En una moción presentada por el frenteamplista Sandro Barreiro (3F) y que fue acompañada no sólo por su grupo y el Frente Amplio, sino también por las demás bancadas, el cuerpo solicitó que el TCR informe si esa contratación “fue, además, intervenida u observada, en cada caso, por el contador delegado del Tribunal en la Intendencia”, así como “si tiene conocimiento de la cantidad de contrataciones verificadas y (el) monto total de las mismas”.
El escrito presentado por Barreiro y respaldado por la Junta sugiere la posible ilegalidad de los acuerdos entre el diario El Heraldo y la comuna, en función de la doble condición de director de confianza de Enciso que ejerce Álvaro Riva al tiempo que también ocupa el cargo de director del matutino, del cual es, además, propietario.
“Tenemos serias dudas que la contratación respectiva tenga el amparo de la ley”, señala.
Luego de referirse a resoluciones del intendente que en 2011 dieron a El Heraldo ingresos fijos de unos 600 dólares mensuales, además de las publicidades circunstanciales; y que hoy representan ingresos fijos mensuales de más de mil dólares por mes, en el escrito Barreiro comenta su “preocupación”, ya que “la situación no tiene antecedentes, -por lo menos no los conocemos-, en el ámbito de la administración departamental. En ninguno de los gobiernos que se han sucedido desde el retorno a la democracia, – Intendencias de Montesdeoca (Partido Colorado), Brescia (Partido Nacional), Amaro (Partido Colorado), Arocena (Partido Nacional) y Giachetto (Frente Amplio)-, ni en la mismísima dictadura, ni en las administraciones anteriores.
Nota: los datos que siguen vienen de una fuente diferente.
// backuptool/src/storage/remote_disk.rs
use std::path::Path;
use std::time::Duration;

use chrono::{DateTime, Utc};
use reqwest::{Client, StatusCode};
use serde::Deserialize;
use tokio_util::io::ReaderStream;

use crate::backup::archive::ArchiveArtifact;
use crate::config::RemoteDiskConfig;
use crate::errors::{AppError, Result};
use crate::storage::retry::{RetryPolicy, UPLOAD_RETRY};
use crate::storage::UploadResult;

pub const SINK_ID: &str = "remote_disk";

const META_TIMEOUT: Duration = Duration::from_secs(10);
const UPLOAD_TIMEOUT: Duration = Duration::from_secs(600);
const LIST_LIMIT: &str = "1000";

/// Client for the remote-disk REST contract: existence check, idempotent
/// folder creation, upload-URL negotiation, PUT upload and delete-by-path.
#[derive(Debug, Clone)]
pub struct RemoteDiskClient {
    http: Client,
    config: RemoteDiskConfig,
    retry: RetryPolicy,
}

#[derive(Debug, Deserialize)]
struct UploadTicket {
    href: Option<String>,
}

#[derive(Debug, Deserialize)]
pub struct RemoteResource {
    pub path: String,
    #[serde(rename = "type")]
    pub kind: String,
    pub modified: Option<String>,
}

#[derive(Debug, Deserialize)]
struct ResourceListing {
    #[serde(rename = "_embedded")]
    embedded: Option<EmbeddedItems>,
}

#[derive(Debug, Deserialize)]
struct EmbeddedItems {
    items: Vec<RemoteResource>,
}

/// 5xx and 429 may clear up on their own; everything else (auth, bad
/// request) will not and must abort the sink without retry.
fn status_error(status: StatusCode, body: String) -> AppError {
    let reason = format!("{status}: {body}");
    if status.is_server_error() || status == StatusCode::TOO_MANY_REQUESTS {
        AppError::UploadTransient { sink: SINK_ID, reason }
    } else {
        AppError::UploadPermanent { sink: SINK_ID, reason }
    }
}

impl RemoteDiskClient {
    pub fn new(config: RemoteDiskConfig) -> Result<Self> {
        Self::with_retry(config, UPLOAD_RETRY)
    }

    pub fn with_retry(config: RemoteDiskConfig, retry: RetryPolicy) -> Result<Self> {
        let http = Client::builder().build()?;
        Ok(RemoteDiskClient { http, config, retry })
    }

    fn auth(&self) -> String {
        format!("OAuth {}", self.config.token)
    }

    fn resources_url(&self) -> String {
        format!("{}/resources", self.config.api_base)
    }

    pub async fn exists(&self, remote_path: &str) -> Result<bool> {
        let response = self
            .http
            .get(self.resources_url())
            .query(&[("path", format!("disk:{remote_path}"))])
            .header("Authorization", self.auth())
            .timeout(META_TIMEOUT)
            .send()
            .await?;
        match response.status() {
            StatusCode::OK => Ok(true),
            StatusCode::NOT_FOUND => Ok(false),
            status => Err(status_error(status, response.text().await.unwrap_or_default())),
        }
    }

    pub async fn ensure_folder(&self, remote_path: &str) -> Result<()> {
        if self.exists(remote_path).await? {
            return Ok(());
        }
        let response = self
            .http
            .put(self.resources_url())
            .query(&[("path", format!("disk:{remote_path}"))])
            .header("Authorization", self.auth())
            .timeout(META_TIMEOUT)
            .send()
            .await?;
        let status = response.status();
        // A concurrent pipeline may have created the folder in between.
        if status.is_success() || status == StatusCode::CONFLICT {
            tracing::debug!(folder = remote_path, "remote folder ensured");
            Ok(())
        } else {
            Err(status_error(status, response.text().await.unwrap_or_default()))
        }
    }

    async fn request_upload_url(&self, remote_path: &str) -> Result<String> {
        let response = self
            .http
            .get(format!("{}/resources/upload", self.config.api_base))
            .query(&[
                ("path", format!("disk:{remote_path}")),
                ("overwrite", "false".to_string()),
            ])
            .header("Authorization", self.auth())
            .timeout(META_TIMEOUT)
            .send()
            .await?;
        let status = response.status();
        if !status.is_success() {
            return Err(status_error(status, response.text().await.unwrap_or_default()));
        }
        let ticket: UploadTicket = response.json().await?;
        ticket.href.ok_or_else(|| AppError::UploadPermanent {
            sink: SINK_ID,
            reason: "upload ticket did not contain an upload URL".into(),
        })
    }

    async fn put_file(&self, upload_url: &str, file_path: &Path) -> Result<()> {
        let file = tokio::fs::File::open(file_path).await?;
        let body = reqwest::Body::wrap_stream(ReaderStream::new(file));
        let response = self
            .http
            .put(upload_url)
            .body(body)
            .timeout(UPLOAD_TIMEOUT)
            .send()
            .await?;
        let status = response.status();
        if status.is_success() {
            Ok(())
        } else {
            Err(status_error(status, response.text().await.unwrap_or_default()))
        }
    }

    pub async fn delete(&self, remote_path: &str) -> Result<()> {
        let response = self
            .http
            .delete(self.resources_url())
            .query(&[
                ("path", remote_path.to_string()),
                ("permanently", "true".to_string()),
            ])
            .header("Authorization", self.auth())
            .timeout(META_TIMEOUT)
            .send()
            .await?;
        let status = response.status();
        if status.is_success() || status == StatusCode::NOT_FOUND {
            Ok(())
        } else {
            Err(status_error(status, response.text().await.unwrap_or_default()))
        }
    }

    pub async fn list_folder(&self, remote_path: &str) -> Result<Vec<RemoteResource>> {
        let response = self
            .http
            .get(self.resources_url())
            .query(&[
                ("path", format!("disk:{remote_path}")),
                ("limit", LIST_LIMIT.to_string()),
            ])
            .header("Authorization", self.auth())
            .timeout(META_TIMEOUT)
            .send()
            .await?;
        let status = response.status();
        if !status.is_success() {
            return Err(status_error(status, response.text().await.unwrap_or_default()));
        }
        let listing: ResourceListing = response.json().await?;
        Ok(listing.embedded.map(|e| e.items).unwrap_or_default())
    }

    /// Uploads an archive under `<backup_folder>/<db_name>/`. If the remote
    /// object already exists the upload is skipped and reported as
    /// non-success with no error, so historical backups are never
    /// overwritten by a rerun.
    pub async fn upload_archive(
        &self,
        archive: &ArchiveArtifact,
        db_name: &str,
    ) -> Result<UploadResult> {
        let root = self.config.backup_folder.trim_end_matches('/');
        let db_folder = format!("{root}/{db_name}");
        let remote_path = format!("{db_folder}/{}", archive.file_name());

        self.retry.run(|| self.ensure_folder(root)).await?;
        self.retry.run(|| self.ensure_folder(&db_folder)).await?;

        if self.retry.run(|| self.exists(&remote_path)).await? {
            tracing::warn!(path = %remote_path, "remote object already exists, skipping upload");
            return Ok(UploadResult {
                sink: SINK_ID,
                succeeded: false,
                remote_ref: None,
            });
        }

        self.retry
            .run(|| async {
                let href = self.request_upload_url(&remote_path).await?;
                self.put_file(&href, &archive.path).await
            })
            .await?;

        tracing::info!(path = %remote_path, "archive uploaded to remote disk");
        Ok(UploadResult {
            sink: SINK_ID,
            succeeded: true,
            remote_ref: Some(remote_path),
        })
    }

    /// Deletes remote archives older than `max_age_days` from every
    /// per-database subfolder of the backup folder. Individual delete
    /// failures are logged and skipped so one bad object cannot stall the
    /// sweep.
    pub async fn cleanup_old_backups(&self, max_age_days: i64, now: DateTime<Utc>) -> Result<usize> {
        let root = self.config.backup_folder.trim_end_matches('/');
        let mut deleted = 0;

        for entry in self.list_folder(root).await? {
            if entry.kind != "dir" {
                continue;
            }
            let folder = entry.path.trim_start_matches("disk:").to_string();
            for file in self.list_folder(&folder).await? {
                if file.kind != "file" {
                    continue;
                }
                let Some(modified) = file
                    .modified
                    .as_deref()
                    .and_then(|m| DateTime::parse_from_rfc3339(m).ok())
                else {
                    tracing::warn!(path = %file.path, "remote object has no parseable mtime");
                    continue;
                };
                if crate::retention::is_expired(modified.with_timezone(&Utc), now, max_age_days) {
                    match self.delete(&file.path).await {
                        Ok(()) => {
                            tracing::info!(path = %file.path, "deleted expired remote archive");
                            deleted += 1;
                        }
                        Err(e) => {
                            tracing::error!(path = %file.path, error = %e, "failed to delete remote archive");
                        }
                    }
                }
            }
        }
        Ok(deleted)
    }
}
Nunca antes un proveedor de la Intendencia había sido también, y al mismo tiempo, integrante del Gobierno Departamental, y por ende, funcionario municipal”, cuando “existen normas que expresamente lo prohíben”. En tal sentido cita al artículo 46 del TOCAF y el artículo 25 numeral 5 del Estatuto del Funcionario. “La primera establece el criterio general: ‘todas las personas, físicas o jurídicas, nacionales o extranjeras, que tengan la capacidad jurídica del derecho común, pueden contratar con el Estado, a menos que alguna norma expresamente se lo impida’.
Y en Florida, la disposición que lo impide es la última de las nombradas, que prohíbe a los funcionarios municipales ser directa o indirectamente proveedor o contratista habitual o accidental de la Administración”. Para Barreiro esto es “concreto; claro; terminante”. “La misma ley nacional admite la posibilidad de que en el ámbito departamental, un decreto de la Junta respectiva por ejemplo, inhabilite a los funcionarios de esa Intendencia para contratar con ella”, apuntó. Incluso sostiene que en el hipotético caso que tal artículo del Estatuto no existiese, “queda evidenciada en la única excepciónque la ley nacional admite y que refiere a ‘firmas, empresas o entidades con las cuales el funcionario estuviera vinculado en una relación de dependencia y no de dirección, y siempre que aquel no interviniera en el proceso de adquisición’”.
En ese marco, subraya que Álvaro Riva no se encuentra “en una relación de dependencia sino de dirección con el diario El Heraldo”, además de ser director de confianza del intendente, “y no ser procedente por tanto la excepción relacionada, amén de la norma estatutaria reseñada. Tenemos serias dudas que la contratación respectiva tenga el amparo de la ley”, comentó.